Jesús sí es Rey de los pies a la cabeza. Su poderío no es postizo, le viene de casta: «Yo para esto he nacido y para esto he venido al mundo: para se testigo de la verdad»; y lo dice inmediatamente después de haber afirmado ante Pilato: «Tú lo dices: soy Rey».

Porque su grandeza es real, haya algo en Jesús que impresiona, que choca con nuestra manera habitual de entender la grandeza: es esa sencillez con que se presenta, sin buscar prevalecer ni sobresalir, y, menos, medrar a costa de otros. En la humildad de su porte se manifiesta su más honda y trascendental valía.

Claro que Jesús es Rey y que ha dedicado su vida al anuncio del Reinado de Dios. Pero qué distinto lo que Él entendía de lo que habitualmente entendemos nosotros. Veamos:

Pilato y Jesús. Un brillante comentarista pone frente a frente las dos maneras de reinar: “Pilato poderoso, aunque con pies de barro, arropando su mediocridad y cobardía en un manto de fuerza. Jesús, torturado, débil, pero gigante en su desamparo, sin más poderío que su mirada serena y su palabra libre”.

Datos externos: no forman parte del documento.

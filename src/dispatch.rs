use std::sync::Arc;

use anyhow::{Context, Result};
use tracing::{debug, error, info};

use crate::commands::{self, CommandTable};
use crate::transport::Transport;
use crate::update::Update;

/// Terminal state of one dispatch invocation.
#[derive(Debug, Clone, Copy, PartialEq, Eq)]
pub enum DispatchOutcome {
    /// The update text matched this registered trigger.
    Matched(&'static str),
    /// A text update with no matching trigger; the fallback reply was sent.
    Unmatched,
    /// A non-text update; acknowledged without a reply.
    Ignored,
    /// Dispatch failed and was absorbed by the fault boundary.
    Faulted,
}

impl DispatchOutcome {
    /// Short label for request-level logging.
    pub fn describe(&self) -> &'static str {
        match self {
            DispatchOutcome::Matched(trigger) => trigger,
            DispatchOutcome::Unmatched => "fallback",
            DispatchOutcome::Ignored => "ignored",
            DispatchOutcome::Faulted => "faulted",
        }
    }
}

/// Routes one update at a time to exactly one responder and delivers the
/// reply. Holds the immutable command table and the outbound transport;
/// shared across concurrent webhook requests without further locking.
pub struct Dispatcher {
    table: CommandTable,
    transport: Arc<dyn Transport>,
}

impl Dispatcher {
    pub fn new(table: CommandTable, transport: Arc<dyn Transport>) -> Self {
        Self { table, transport }
    }

    async fn dispatch(&self, update: &Update) -> Result<DispatchOutcome> {
        let Some((chat_id, text)) = update.text_message() else {
            debug!("Ignoring {} update {}", update.kind(), update.update_id);
            return Ok(DispatchOutcome::Ignored);
        };

        if let Some(entry) = self.table.lookup(text) {
            info!("Update {}: matched {}", update.update_id, entry.trigger);
            let reply = (entry.responder)(update)
                .with_context(|| format!("Responder for {} failed", entry.trigger))?;
            self.transport
                .send(chat_id, &reply)
                .await
                .with_context(|| format!("Failed to deliver {} reply", entry.trigger))?;
            Ok(DispatchOutcome::Matched(entry.trigger))
        } else {
            info!("Update {}: no matching trigger", update.update_id);
            let reply = commands::unrecognized(update).context("Fallback responder failed")?;
            self.transport
                .send(chat_id, &reply)
                .await
                .context("Failed to deliver fallback reply")?;
            Ok(DispatchOutcome::Unmatched)
        }
    }

    /// Fault boundary around [`dispatch`](Self::dispatch): any responder or
    /// delivery failure is logged with the update kind as context, answered
    /// with a single best-effort apology, and never propagated to the webhook
    /// layer. Failures are not retried.
    pub async fn dispatch_guarded(&self, update: &Update) -> DispatchOutcome {
        match self.dispatch(update).await {
            Ok(outcome) => outcome,
            Err(e) => {
                error!("Dispatch failed for {} update: {:#}", update.kind(), e);
                if let Some(chat_id) = update.chat_id() {
                    let apology = commands::apology();
                    if let Err(send_err) = self.transport.send(chat_id, &apology).await {
                        error!("Failed to send apology reply: {:#}", send_err);
                    }
                }
                DispatchOutcome::Faulted
            }
        }
    }
}

#[cfg(test)]
mod tests {
    use std::sync::atomic::{AtomicUsize, Ordering};

    use super::*;
    use crate::commands::CommandEntry;
    use crate::formatter::{self, FormattedMessage};
    use crate::transport::mock::MockTransport;
    use crate::update::parse_update;
    use teloxide::types::ParseMode;

    fn text_update(text: &str) -> Update {
        parse_update(
            serde_json::json!({
                "update_id": 100,
                "message": {"message_id": 1, "chat": {"id": -42}, "text": text}
            })
            .to_string()
            .as_bytes(),
        )
        .unwrap()
    }

    fn dispatcher_with_mock() -> (Dispatcher, Arc<MockTransport>) {
        let mock = Arc::new(MockTransport::default());
        (Dispatcher::new(CommandTable::new(), mock.clone()), mock)
    }

    #[tokio::test]
    async fn test_matched_trigger_sends_one_reply() {
        let (dispatcher, mock) = dispatcher_with_mock();
        let outcome = dispatcher.dispatch_guarded(&text_update("/help")).await;

        assert_eq!(outcome, DispatchOutcome::Matched("/help"));
        let sent = mock.sent_messages();
        assert_eq!(sent.len(), 1);
        assert_eq!(sent[0].chat_id, -42);
        assert_eq!(sent[0].message.options.parse_mode, ParseMode::MarkdownV2);
        assert!(sent[0].message.options.disable_link_preview);
    }

    static FIRST_CALLS: AtomicUsize = AtomicUsize::new(0);
    static SECOND_CALLS: AtomicUsize = AtomicUsize::new(0);

    fn first_responder(_: &Update) -> anyhow::Result<FormattedMessage> {
        FIRST_CALLS.fetch_add(1, Ordering::SeqCst);
        Ok(formatter::render("first"))
    }

    fn second_responder(_: &Update) -> anyhow::Result<FormattedMessage> {
        SECOND_CALLS.fetch_add(1, Ordering::SeqCst);
        Ok(formatter::render("second"))
    }

    #[tokio::test]
    async fn test_exactly_one_responder_runs_per_update() {
        let table = CommandTable::from_entries(vec![
            CommandEntry {
                trigger: "/first",
                responder: first_responder,
            },
            CommandEntry {
                trigger: "/second",
                responder: second_responder,
            },
        ]);
        let mock = Arc::new(MockTransport::default());
        let dispatcher = Dispatcher::new(table, mock.clone());

        let outcome = dispatcher.dispatch_guarded(&text_update("/second")).await;

        assert_eq!(outcome, DispatchOutcome::Matched("/second"));
        assert_eq!(FIRST_CALLS.load(Ordering::SeqCst), 0);
        assert_eq!(SECOND_CALLS.load(Ordering::SeqCst), 1);
        assert_eq!(mock.sent_messages().len(), 1);
    }

    #[tokio::test]
    async fn test_unmatched_text_gets_the_fallback() {
        let (dispatcher, mock) = dispatcher_with_mock();
        let outcome = dispatcher.dispatch_guarded(&text_update("banana")).await;

        assert_eq!(outcome, DispatchOutcome::Unmatched);
        let sent = mock.sent_messages();
        assert_eq!(sent.len(), 1);
        assert!(sent[0].message.body.contains("didn't understand"));
    }

    #[tokio::test]
    async fn test_matching_is_case_sensitive() {
        let (dispatcher, mock) = dispatcher_with_mock();
        let outcome = dispatcher.dispatch_guarded(&text_update("/HELP")).await;

        assert_eq!(outcome, DispatchOutcome::Unmatched);
        assert!(mock.sent_messages()[0].message.body.contains("didn't understand"));
    }

    #[tokio::test]
    async fn test_non_message_update_is_ignored() {
        let (dispatcher, mock) = dispatcher_with_mock();
        let update = parse_update(
            serde_json::json!({"update_id": 5, "callback_query": {"id": "x"}})
                .to_string()
                .as_bytes(),
        )
        .unwrap();

        let outcome = dispatcher.dispatch_guarded(&update).await;

        assert_eq!(outcome, DispatchOutcome::Ignored);
        assert!(mock.sent_messages().is_empty());
    }

    #[tokio::test]
    async fn test_message_without_text_is_ignored() {
        let (dispatcher, mock) = dispatcher_with_mock();
        let update = parse_update(
            serde_json::json!({
                "update_id": 6,
                "message": {"message_id": 2, "chat": {"id": 9}, "photo": []}
            })
            .to_string()
            .as_bytes(),
        )
        .unwrap();

        let outcome = dispatcher.dispatch_guarded(&update).await;

        assert_eq!(outcome, DispatchOutcome::Ignored);
        assert!(mock.sent_messages().is_empty());
    }

    fn failing_responder(_: &Update) -> anyhow::Result<FormattedMessage> {
        anyhow::bail!("copy generation broke")
    }

    #[tokio::test]
    async fn test_responder_failure_sends_one_apology() {
        let table = CommandTable::from_entries(vec![CommandEntry {
            trigger: "/start",
            responder: failing_responder,
        }]);
        let mock = Arc::new(MockTransport::default());
        let dispatcher = Dispatcher::new(table, mock.clone());

        let outcome = dispatcher.dispatch_guarded(&text_update("/start")).await;

        assert_eq!(outcome, DispatchOutcome::Faulted);
        let sent = mock.sent_messages();
        assert_eq!(sent.len(), 1);
        assert!(sent[0].message.body.contains("unexpected error"));
    }

    #[tokio::test]
    async fn test_delivery_failure_is_absorbed() {
        let mock = Arc::new(MockTransport::failing());
        let dispatcher = Dispatcher::new(CommandTable::new(), mock.clone());

        let outcome = dispatcher.dispatch_guarded(&text_update("/help")).await;

        // Both the reply and the apology fail to send; neither escapes.
        assert_eq!(outcome, DispatchOutcome::Faulted);
        assert!(mock.sent_messages().is_empty());
    }
}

Pilato arrimado al aire de los que mandan, rodeado de lujo, de soldados, de esclavos, de sonrisas compradas ¿Qué será de él cuando el viento deje de soplar a su favor, cuando su soporte de gobernador romano se desinfle? En cambio, al condenar a Jesús lavándose las manos, le está facilitando el paso por la última puerta que le queda para recuperar su auténtica grandeza, la que no acabará nunca.

Jesús ha vivido siempre dueño de sí. No ha querido comprar la fidelidad de nadie, no ha tenido donde reclinar la cabeza, se ha rodeado de un grupo de gente sencilla. Ha ido por la vida sin trampa ni cartón, ofreciendo lo que trae: una Buena Noticia de perdón, misericordia y el cambio del corazón. Lo suyo no ha sido mandar, sino servir, sanar, lavar los pies, darse por amor. Al final, es verdad, ha quedado solo, pero ha sembrado la semilla de un mundo diferente y mejor.

El poder de Pilato descansa su peso sobre un pueblo sometido, sobre la pobreza y esclavitud de muchos. A su muerte ¿quién llorará sobre su mausoleo? Hemos tendido que esperar casi veinte siglos para encontrar, al fin, entre las ruinas de Cesarea, una inscripción con su nombre para garantizar su existencia al margen del evangelio.

La corona de Jesús es de espinas; lleva el peso enorme del sufrimiento e injusticia que ha venido a quitar de nuestras espaldas. Su cuerpo desnudo y deshecho va a ser entronizado en el madero de la cruz. Pero poco después la corona de espinas se transformará para siempre en corona de gloria. Gloria ya no sólo para Él, sino para la incontable multitud de redimidos que reinarán con Él. Seremos, por los siglos de los siglos, su corona agradecida y gloriosa”.

Aunque valgamos poco más que para hacer chapuzas, ¿no valdrá la pena apuntarse al Reino de Jesús?